Return all of the entries below exactly as they are given.

○ ○ ○ ○ ○

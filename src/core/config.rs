use serde::{Deserialize, Serialize};
use std::time::Duration;

/// Settings read by the core. Built by the caller and handed to
/// [`RootContext::new`](crate::core::RootContext::new).
#[derive(Debug, Clone, PartialEq, Serialize, Deserialize)]
#[serde(default)]
pub struct Config {
    pub wait_timeout_ms: u64,
    pub wait_interval_ms: u64,
    /// Skip the implicit actionability wait before mutating interactions.
    pub advanced_mode: bool,
}

impl Config {
    pub fn from_json(json: &str) -> serde_json::Result<Self> {
        serde_json::from_str(json)
    }

    pub fn wait_timeout(&self) -> Duration {
        Duration::from_millis(self.wait_timeout_ms)
    }

    pub fn wait_interval(&self) -> Duration {
        Duration::from_millis(self.wait_interval_ms)
    }

    pub fn with_wait_timeout(mut self, timeout: Duration) -> Self {
        self.wait_timeout_ms = timeout.as_millis() as u64;
        self
    }

    pub fn with_wait_interval(mut self, interval: Duration) -> Self {
        self.wait_interval_ms = interval.as_millis() as u64;
        self
    }

    pub fn with_advanced_mode(mut self, enabled: bool) -> Self {
        self.advanced_mode = enabled;
        self
    }
}

impl Default for Config {
    fn default() -> Self {
        Self {
            wait_timeout_ms: 10_000,
            wait_interval_ms: 200,
            advanced_mode: false,
        }
    }
}

#[derive(Debug, Clone, PartialEq, Serialize, Deserialize)]
#[serde(default)]
pub struct BrowserConfig {
    pub headless: bool,
    pub viewport: Viewport,
    pub user_agent: Option<String>,
    pub disable_images: bool,
    pub proxy: Option<String>,
    pub args: Vec<String>,
}

#[derive(Debug, Clone, PartialEq, Serialize, Deserialize)]
pub struct Viewport {
    pub width: u32,
    pub height: u32,
}

impl Default for BrowserConfig {
    fn default() -> Self {
        Self {
            headless: true,
            viewport: Viewport::default(),
            user_agent: None,
            disable_images: false,
            proxy: None,
            args: vec![],
        }
    }
}

impl Default for Viewport {
    fn default() -> Self {
        Self {
            width: 1280,
            height: 720,
        }
    }
}

#[derive(Debug, Clone, PartialEq, Serialize, Deserialize)]
#[serde(default)]
pub struct FetchConfig {
    pub user_agent: Option<String>,
    pub request_timeout_ms: u64,
    pub proxy: Option<String>,
}

impl Default for FetchConfig {
    fn default() -> Self {
        Self {
            user_agent: Some(concat!("browser-pincer/", env!("CARGO_PKG_VERSION")).to_string()),
            request_timeout_ms: 30_000,
            proxy: None,
        }
    }
}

○ ○ ○ ○ ○

**Task solution:**
filename src/core/config.rs
use serde::{Deserialize, Serialize};
use std::time::Duration;

/// Settings read by the core. Built by the caller and handed to
/// [`RootContext::new`](crate::core::RootContext::new).
#[derive(Debug, Clone, PartialEq, Serialize, Deserialize)]
#[serde(default)]
pub struct Config {
    pub wait_timeout_ms: u64,
    pub wait_interval_ms: u64,
    /// Skip the implicit actionability wait before mutating interactions.
    pub advanced_mode: bool,
}

impl Config {
    pub fn from_json(json: &str) -> serde_json::Result<Self> {
        serde_json::from_str(json)
    }

    pub fn wait_timeout(&self) -> Duration {
        Duration::from_millis(self.wait_timeout_ms)
    }

    pub fn wait_interval(&self) -> Duration {
        Duration::from_millis(self.wait_interval_ms)
    }

    pub fn with_wait_timeout(mut self, timeout: Duration) -> Self {
        self.wait_timeout_ms = timeout.as_millis() as u64;
        self
    }

    pub fn with_wait_interval(mut self, interval: Duration) -> Self {
        self.wait_interval_ms = interval.as_millis() as u64;
        self
    }

    pub fn with_advanced_mode(mut self, enabled: bool) -> Self {
        self.advanced_mode = enabled;
        self
    }
}

impl Default for Config {
    fn default() -> Self {
        Self {
            wait_timeout_ms: 10_000,
            wait_interval_ms: 200,
            advanced_mode: false,
        }
    }
}

#[derive(Debug, Clone, PartialEq, Serialize, Deserialize)]
#[serde(default)]
pub struct BrowserConfig {
    pub headless: bool,
    pub viewport: Viewport,
    pub user_agent: Option<String>,
    pub disable_images: bool,
    pub proxy: Option<String>,
    pub args: Vec<String>,
}

#[derive(Debug, Clone, PartialEq, Serialize, Deserialize)]
pub struct Viewport {
    pub width: u32,
    pub height: u32,
}

impl Default for BrowserConfig {
    fn default() -> Self {
        Self {
            headless: true,
            viewport: Viewport::default(),
            user_agent: None,
            disable_images: false,
            proxy: None,
            args: vec![],
        }
    }
}

impl Default for Viewport {
    fn default() -> Self {
        Self {
            width: 1280,
            height: 720,
        }
    }
}

#[derive(Debug, Clone, PartialEq, Serialize, Deserialize)]
#[serde(default)]
pub struct FetchConfig {
    pub user_agent: Option<String>,
    pub request_timeout_ms: u64,
    pub proxy: Option<String>,
}

impl Default for FetchConfig {
    fn default() -> Self {
        Self {
            user_agent: Some(concat!("browser-pincer/", env!("CARGO_PKG_VERSION")).to_string()),
            request_timeout_ms: 30_000,
            proxy: None,
        }
    }
}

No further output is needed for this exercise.